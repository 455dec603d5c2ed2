use thiserror::Error;

#[derive(Error, Debug)]
pub enum PredictorError {
    #[error("Validation error on '{field}': {message}")]
    Validation { field: String, message: String },

    #[error("Invalid category for '{field}': '{value}'")]
    InvalidCategory { field: String, value: String },

    #[error("Data format error: {message}")]
    DataFormat { message: String },

    #[error("Dataset is missing required column '{column}'")]
    MissingColumn { column: String },

    #[error("Model unavailable at '{path}': {reason}")]
    ModelUnavailable { path: String, reason: String },

    #[error("Training error: {message}")]
    Training { message: String },

    #[error("IO error: {0}")]
    Io(#[from] std::io::Error),

    #[error("CSV processing error: {0}")]
    Csv(#[from] csv::Error),

    #[error("Serialization error: {0}")]
    Serialization(#[from] serde_json::Error),

    #[error("Configuration error on '{field}': {message}")]
    Config { field: String, message: String },
}

#[derive(Debug, Clone, Copy, PartialEq, Eq)]
pub enum ErrorCategory {
    Validation,
    Data,
    Model,
    System,
    Configuration,
}

#[derive(Debug, Clone, Copy, PartialEq, Eq, PartialOrd, Ord)]
pub enum ErrorSeverity {
    Low,
    Medium,
    High,
    Critical,
}

impl PredictorError {
    pub fn validation(field: impl Into<String>, message: impl Into<String>) -> Self {
        Self::Validation {
            field: field.into(),
            message: message.into(),
        }
    }

    pub fn invalid_category(field: impl Into<String>, value: impl ToString) -> Self {
        Self::InvalidCategory {
            field: field.into(),
            value: value.to_string(),
        }
    }

    pub fn data_format(message: impl Into<String>) -> Self {
        Self::DataFormat {
            message: message.into(),
        }
    }

    pub fn model_unavailable(path: impl Into<String>, reason: impl ToString) -> Self {
        Self::ModelUnavailable {
            path: path.into(),
            reason: reason.to_string(),
        }
    }

    pub fn category(&self) -> ErrorCategory {
        match self {
            Self::Validation { .. } | Self::InvalidCategory { .. } => ErrorCategory::Validation,
            Self::DataFormat { .. }
            | Self::MissingColumn { .. }
            | Self::Csv(_)
            | Self::Serialization(_) => ErrorCategory::Data,
            Self::ModelUnavailable { .. } | Self::Training { .. } => ErrorCategory::Model,
            Self::Io(_) => ErrorCategory::System,
            Self::Config { .. } => ErrorCategory::Configuration,
        }
    }

    pub fn severity(&self) -> ErrorSeverity {
        match self {
            Self::Validation { .. } | Self::InvalidCategory { .. } => ErrorSeverity::Low,
            Self::ModelUnavailable { .. } | Self::Io(_) => ErrorSeverity::Critical,
            _ => ErrorSeverity::High,
        }
    }

    /// 請求端錯誤 (4xx)
    pub fn is_client_error(&self) -> bool {
        self.category() == ErrorCategory::Validation
    }

    pub fn recovery_suggestion(&self) -> &'static str {
        match self {
            Self::Validation { .. } => "Check the request fields against the documented schema",
            Self::InvalidCategory { .. } => {
                "Use Sex = male/female (0/1) and Embarked = S/C/Q (0/1/2)"
            }
            Self::DataFormat { .. } | Self::Csv(_) => {
                "Inspect the dataset rows for malformed values"
            }
            Self::MissingColumn { .. } => {
                "The dataset needs Survived, Pclass, Sex, Age, SibSp, Parch, Fare and Embarked columns"
            }
            Self::ModelUnavailable { .. } => {
                "Run `titanic-predictor train` to produce an artifact, then restart the service"
            }
            Self::Training { .. } => "Check the training parameters and dataset size",
            Self::Io(_) => "Check file permissions and that the target directory exists",
            Self::Serialization(_) => "The artifact file may be corrupt; retrain the model",
            Self::Config { .. } => "Fix the configuration value and try again",
        }
    }

    pub fn user_friendly_message(&self) -> String {
        match self.category() {
            ErrorCategory::Validation => format!("Invalid input: {}", self),
            ErrorCategory::Data => format!("Dataset problem: {}", self),
            ErrorCategory::Model => format!("Model problem: {}", self),
            ErrorCategory::System => format!("System problem: {}", self),
            ErrorCategory::Configuration => format!("Configuration problem: {}", self),
        }
    }

    pub fn exit_code(&self) -> i32 {
        match self.severity() {
            ErrorSeverity::Low => 0,
            ErrorSeverity::Medium => 2,
            ErrorSeverity::High => 1,
            ErrorSeverity::Critical => 3,
        }
    }
}

pub type Result<T> = std::result::Result<T, PredictorError>;
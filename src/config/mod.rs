#[cfg(feature = "cli")]
pub mod cli;
pub mod toml_config;

pub use toml_config::TomlConfig;

use crate::core::forest::ForestParams;
use crate::core::TrainingSettings;
use crate::utils::error::Result;
use crate::utils::validation::{validate_path, Validate};

/// Fully resolved settings for one training run.
#[derive(Debug, Clone, PartialEq)]
pub struct TrainingConfig {
    pub dataset_path: String,
    pub artifact_path: String,
    pub forest: ForestParams,
    pub monitor: bool,
}

impl TrainingSettings for TrainingConfig {
    fn dataset_path(&self) -> &str {
        &self.dataset_path
    }

    fn artifact_path(&self) -> &str {
        &self.artifact_path
    }

    fn forest_params(&self) -> ForestParams {
        self.forest
    }
}

impl Validate for TrainingConfig {
    fn validate(&self) -> Result<()> {
        validate_path("dataset", &self.dataset_path)?;
        validate_path("artifact", &self.artifact_path)?;
        toml_config::validate_forest_params(&self.forest)
    }
}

_TASK DESCRIPTION_
Read the listing line by line, and copy each line in which the word "PredictorError" is found.

_EXERCISE RESULT_
pub enum PredictorError {
impl PredictorError {
pub type Result<T> = std::result::Result<T, PredictorError>;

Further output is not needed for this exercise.